Kühn glaubt, dass spezielle Ambulanzen die Lösung sein könnten. Professor Fred Zepp, ehemaliges Mitglied der ständigen Impfkommission (STIKO), stimmt ihm zu. "Wir dürfen die Menschen mit Post-Vac nicht alleine lassen", sagt er und schlägt vor, dass Post-Covid Ambulanzen auch Post-Vac-Patienten behandeln sollten.
In Tübingen gibt es eine Post-Covid Ambulanz. Doch Bekannte aus Anais Borregos Selbsthilfegruppe sind dort schon abgewiesen worden. Trotzdem bleibt die Uniklinik Tübingen nicht untätig. Sie hat bei den Ministerien um finanziellen Spielraum für weitere Untersuchungen und grundlegende Studien zu Post-Covid und Post-Vac gebeten. Spezielle Ambulanzen für Post-Vac-Patienten gibt es bisher in Marburg und Berlin.

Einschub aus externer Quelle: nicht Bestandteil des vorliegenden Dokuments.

// src/config/mod.rs

//! Configuration loading and validation.
//!
//! - [`model`] holds the serde types (`RawFlowConfig`, sections, `FlowConfig`).
//! - [`validate`] turns a raw config into a checked `FlowConfig`.
//! - [`loader`] reads TOML from disk or from a string.

pub mod loader;
pub mod model;
pub mod validate;

use std::sync::Arc;
use std::time::Duration;

use crate::errors::Result;
use crate::exec::{DelayedService, ImmediateService, Performer, PoolMode, PoolService, SerialQueue};
use crate::types::ServiceKind;

pub use loader::{from_toml_str, load_and_validate, load_from_path};
pub use model::{FlowConfig, LineConfig, LoggingConfig, RawFlowConfig, ServiceConfig};

impl ServiceConfig {
    /// Build the configured service.
    ///
    /// `pool`, `blocking` and any non-zero delay bind to the current tokio
    /// runtime and fail with `FlowError::ConfigError` outside one.
    pub fn build(&self) -> Result<Performer> {
        let base: Performer = match self.kind {
            ServiceKind::Immediate => Arc::new(ImmediateService),
            ServiceKind::Serial => Arc::new(SerialQueue::new("configured-serial")),
            ServiceKind::Pool => Arc::new(PoolService::current(PoolMode::Async)?),
            ServiceKind::Blocking => Arc::new(PoolService::current(PoolMode::Blocking)?),
        };

        match self.delay_ms {
            Some(ms) if ms > 0 => Ok(Arc::new(DelayedService::current(
                base,
                Duration::from_millis(ms),
            )?)),
            _ => Ok(base),
        }
    }
}

impl FlowConfig {
    pub fn build_service(&self) -> Result<Performer> {
        self.service.build()
    }

    /// Install the global subscriber at the configured `[logging].level`.
    pub fn init_logging(&self) -> Result<()> {
        crate::logging::init_logging(self.logging.level)?;
        Ok(())
    }
}

#[cfg(test)]
mod tests {
    use super::*;
    use crate::errors::FlowError;

    #[test]
    fn empty_config_uses_defaults() {
        let cfg = from_toml_str("").unwrap();
        assert_eq!(cfg.line.max_concurrent, 4);
        assert!(!cfg.line.start_suspended);
        assert_eq!(cfg.service.kind, ServiceKind::Pool);
        assert!(cfg.logging.level.is_none());
    }

    #[test]
    fn zero_concurrency_is_rejected() {
        let err = from_toml_str("[line]\nmax_concurrent = 0\n").unwrap_err();
        assert!(matches!(err, FlowError::ConfigError(_)));
    }

    #[test]
    fn delayed_immediate_is_rejected() {
        let err = from_toml_str("[service]\nkind = \"immediate\"\ndelay_ms = 5\n").unwrap_err();
        assert!(matches!(err, FlowError::ConfigError(_)));
    }

    #[test]
    fn unknown_keys_are_a_toml_error() {
        let err = from_toml_str("[line]\nworkers = 3\n").unwrap_err();
        assert!(matches!(err, FlowError::TomlError(_)));
    }

    #[test]
    fn immediate_service_builds_without_runtime() {
        let cfg = from_toml_str("[service]\nkind = \"immediate\"\n").unwrap();
        assert!(cfg.build_service().is_ok());
    }

    #[test]
    fn pool_service_needs_runtime() {
        let cfg = from_toml_str("[service]\nkind = \"pool\"\n").unwrap();
        assert!(matches!(cfg.build_service(), Err(FlowError::ConfigError(_))));
    }
}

Wenig Hoffnung auf Heilung
Anais Borrego arbeitet mittlerweile auf Mini Job Basis in einem Blumenladen. Trotz der Anstrengung, die diese Arbeit mit sich bringt, findet sie Freude darin. Doch wenn sie in die Zukunft blickt, sieht sie wenig Hoffnung. Sie hat den Glauben daran verloren, dass ihr Leben jemals wieder so schön sein wird wie früher. "Ich befürchte, in meinem Körper ist bereits zu viel zerstört", gibt sie offen zu.